Receptor occupancy of mirtazapine determined by PET in healthy volunteers.

Molecular tools are needed for assessing anti-depressant actions by positron emission tomography (PET) in the living human brain. This study determined whether [(11)C]mirtazapine is an appropriate molecular tool for use with PET to estimate the magnitude of neuroreceptor occupancy produced by daily intake of mirtazapine. This study used a randomised, double-blind, placebo-controlled, parallel-group, within-subject design. Eighteen healthy volunteers were PET-scanned twice with [(11)C]mirtazapine; once under baseline condition and again after receiving either placebo or mirtazapine (7.5 or 15 mg) for 5 days. We determined kinetic parameters of [(11)C]mirtazapine in brain regions by the simplified reference region method and used binding potential values to calculate receptor occupancy produced by mirtazapine. Serum concentrations of mirtazapine ranged from 33 to 56 nmol/l after five daily doses of 7.5 mg mirtazapine and were between 41 and 74 nmol/l after 15 mg mirtazapine. Placebo treatment failed to alter the binding potential of [(11)C]mirtazapine from baseline values, whereas daily intake of mirtazapine markedly decreased the binding potential in cortex, amygdala and hippocampus.
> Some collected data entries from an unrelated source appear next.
#![forbid(unsafe_code)]

//! Maximize and restore.
//!
//! # State Machine
//!
//! ```text
//!                maximize                               maximize
//!   Docked  ------------------> MaximizedFromDocked     DialogNormal ---------> MaximizedFromDialog
//!     ^                               |                      ^                          |
//!     +------------ restore ----------+                      +--------- restore --------+
//! ```
//!
//! Maximizing a docked panel floats it full-screen and parks a placeholder
//! panel in its tree slot so the layout keeps its shape. Maximizing a dialog
//! only moves and resizes the dialog. The [`MaximizeSession`] holds what the
//! matching restore needs; its presence is what makes a restore legal.
//!
//! # Invariants
//!
//! 1. A placeholder exists iff the session is `FromDocked`.
//! 2. Restore returns the panel to exactly the size captured when the
//!    session was created (and, for dialogs, the position).
//! 3. Entering maximize is gated on the maximize control not being hidden;
//!    restoring is always allowed.
//! 4. A refused float rolls back every step taken so far.

use dockspan_core::geometry::{Point, Size};

use crate::host::DockHost;
use crate::panel::{MaximizeIcon, Panel, dispose_shadow};

/// Presentation state of a panel.
#[derive(Debug, Clone, Copy, PartialEq, Eq, Hash)]
pub enum PresentationState {
    Docked,
    DialogNormal,
    MaximizedFromDocked,
    MaximizedFromDialog,
}

/// What a restore needs, captured when the panel was maximized.
#[derive(Debug)]
pub enum MaximizeSession {
    FromDocked {
        restore_size: Size,
        shadow: Box<Panel>,
    },
    FromDialog {
        restore_size: Size,
        restore_position: Point,
    },
}

impl MaximizeSession {
    #[must_use]
    pub fn restore_size(&self) -> Size {
        match self {
            Self::FromDocked { restore_size, .. } | Self::FromDialog { restore_size, .. } => {
                *restore_size
            }
        }
    }
}

/// A maximize or restore of this panel is running; tree notifications that
/// arrive meanwhile are its own doing.
#[derive(Debug, Clone, Copy, PartialEq, Eq)]
pub enum MaximizeTransition {
    Maximizing,
    Restoring,
}

/// Why a maximize toggle did nothing.
#[derive(Debug, Clone, Copy, PartialEq, Eq)]
pub enum MaximizeNoopReason {
    /// The maximize control is hidden.
    MaximizeHidden,
    /// A docked panel without a tree position.
    NotDocked,
    /// Floating, but no dialog is attached.
    NoDialog,
    /// The dock host refused to float the panel.
    CollaboratorRefused,
    /// Restore requested with no maximize in effect.
    NotMaximized,
}

/// Result of a maximize toggle.
#[derive(Debug, Clone, Copy, PartialEq, Eq)]
pub enum MaximizeOutcome {
    Maximized { from: PresentationState },
    Restored { to: PresentationState },
    Noop { reason: MaximizeNoopReason },
}

impl Panel {
    /// Whether the panel currently fills the viewport.
    #[inline]
    #[must_use]
    pub fn is_maximized(&self) -> bool {
        self.maximize.is_some()
    }

    #[must_use]
    pub fn presentation_state(&self) -> PresentationState {
        match (&self.maximize, self.is_dialog) {
            (Some(MaximizeSession::FromDocked { .. }), _) => PresentationState::MaximizedFromDocked,
            (Some(MaximizeSession::FromDialog { .. }), _) => PresentationState::MaximizedFromDialog,
            (None, true) => PresentationState::DialogNormal,
            (None, false) => PresentationState::Docked,
        }
    }

    /// The placeholder occupying this panel's tree slot, if maximized from
    /// the tree.
    #[must_use]
    pub fn shadow(&self) -> Option<&Panel> {
        match &self.maximize {
            Some(MaximizeSession::FromDocked { shadow, .. }) => Some(shadow.as_ref()),
            _ => None,
        }
    }

    #[must_use]
    pub fn maximize_session(&self) -> Option<&MaximizeSession> {
        self.maximize.as_ref()
    }

    /// Title-bar maximize control pressed.
    ///
    /// Ignored while the control is not shown, unless the press restores.
    pub fn on_maximize_button_clicked(&mut self, dock: &mut dyn DockHost) -> MaximizeOutcome {
        if !self.is_maximized() && !self.chrome.maximize_button_visible {
            return MaximizeOutcome::Noop {
                reason: MaximizeNoopReason::MaximizeHidden,
            };
        }
        self.toggle_maximize(dock)
    }

    /// Maximize, or restore if already maximized.
    pub fn toggle_maximize(&mut self, dock: &mut dyn DockHost) -> MaximizeOutcome {
        if self.is_maximized() {
            self.transition = Some(MaximizeTransition::Restoring);
            let outcome = self.restore(dock);
            self.transition = None;
            return outcome;
        }
        if self.hide_maximize_button {
            return MaximizeOutcome::Noop {
                reason: MaximizeNoopReason::MaximizeHidden,
            };
        }
        self.transition = Some(MaximizeTransition::Maximizing);
        let outcome = if self.is_dialog {
            self.maximize_from_dialog(dock)
        } else {
            self.maximize_from_docked(dock)
        };
        self.transition = None;
        outcome
    }

    fn maximize_from_docked(&mut self, dock: &mut dyn DockHost) -> MaximizeOutcome {
        let Some(original_at) = self.dock_at else {
            return MaximizeOutcome::Noop {
                reason: MaximizeNoopReason::NotDocked,
            };
        };
        let restore_size = self.size();

        let mut shadow = self.spawn_shadow();
        let shadow_at = dock.dock_fill(Some(original_at), &shadow);
        shadow.on_panel_dock(shadow_at, dock);
        self.dock_at = Some(shadow_at);

        // The tree must lay out the placeholder before this panel leaves it.
        dock.set_active_tab(shadow.id());

        let Some(dialog) = dock.float_dialog(self, 0.0, 0.0) else {
            dispose_shadow(shadow, dock);
            self.dock_at = Some(original_at);
            dock.set_active_tab(self.id);
            tracing::debug!(
                target: "dockspan.panel",
                panel = %self.id,
                "panel.maximize refused by dock host"
            );
            return MaximizeOutcome::Noop {
                reason: MaximizeNoopReason::CollaboratorRefused,
            };
        };
        self.set_floating_dialog(Some(dialog));
        self.is_dialog = true;

        let viewport = dock.viewport_size();
        self.resize(viewport.width, viewport.height);

        self.maximize = Some(MaximizeSession::FromDocked {
            restore_size,
            shadow: Box::new(shadow),
        });
        self.finish_maximize(dock, PresentationState::Docked)
    }

    fn maximize_from_dialog(&mut self, dock: &mut dyn DockHost) -> MaximizeOutcome {
        let Some(dialog) = self.floating_dialog.clone() else {
            return MaximizeOutcome::Noop {
                reason: MaximizeNoopReason::NoDialog,
            };
        };
        let restore_size = self.size();
        let restore_position = dialog.position();
        dialog.set_position(0.0, 0.0);

        let viewport = dock.viewport_size();
        self.resize(viewport.width, viewport.height);

        self.maximize = Some(MaximizeSession::FromDialog {
            restore_size,
            restore_position,
        });
        self.finish_maximize(dock, PresentationState::DialogNormal)
    }

    fn finish_maximize(&mut self, dock: &mut dyn DockHost, from: PresentationState) -> MaximizeOutcome {
        self.chrome.maximize_icon = MaximizeIcon::Restore;
        dock.notify_on_maximize_panel(self.id, true);
        tracing::debug!(
            target: "dockspan.panel",
            panel = %self.id,
            from = ?from,
            width = self.width,
            height = self.height,
            "panel.maximize"
        );
        MaximizeOutcome::Maximized { from }
    }

    fn restore(&mut self, dock: &mut dyn DockHost) -> MaximizeOutcome {
        let Some(dialog) = self.floating_dialog.clone() else {
            return MaximizeOutcome::Noop {
                reason: MaximizeNoopReason::NoDialog,
            };
        };
        let Some(session) = self.maximize.take() else {
            return MaximizeOutcome::Noop {
                reason: MaximizeNoopReason::NotMaximized,
            };
        };

        let to = match session {
            MaximizeSession::FromDocked {
                restore_size,
                shadow,
            } => {
                self.resize(restore_size.width, restore_size.height);

                let at = dock.dock_dialog_fill(shadow.dock_at(), &dialog);
                self.prepare_for_docking();
                self.set_floating_dialog(None);
                self.on_panel_dock(at, dock);

                // Placeholder first, then this panel; the reverse leaves the
                // content with no measured height.
                dock.set_active_tab(shadow.id());
                dock.set_active_tab(self.id);

                dispose_shadow(*shadow, dock);
                PresentationState::Docked
            }
            MaximizeSession::FromDialog {
                restore_size,
                restore_position,
            } => {
                self.resize(restore_size.width, restore_size.height);
                dialog.set_position(restore_position.x, restore_position.y);
                PresentationState::DialogNormal
            }
        };

        self.chrome.maximize_icon = MaximizeIcon::Maximize;
        dock.notify_on_maximize_panel(self.id, false);
        tracing::debug!(
            target: "dockspan.panel",
            panel = %self.id,
            to = ?to,
            width = self.width,
            height = self.height,
            "panel.restore"
        );
        MaximizeOutcome::Restored { to }
    }
}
Receptor occupancy ranged from 74 to 96% in high-binding regions of the brain after five daily doses of 7.5 mg or 15 mg mirtazapine, whereas 17-48% occupancy occurred in low-binding regions. [(11)C]Mirtazapine together with PET can determine the degree of receptor occupancy produced by daily doses of mirtazapine in regions of the living human brain.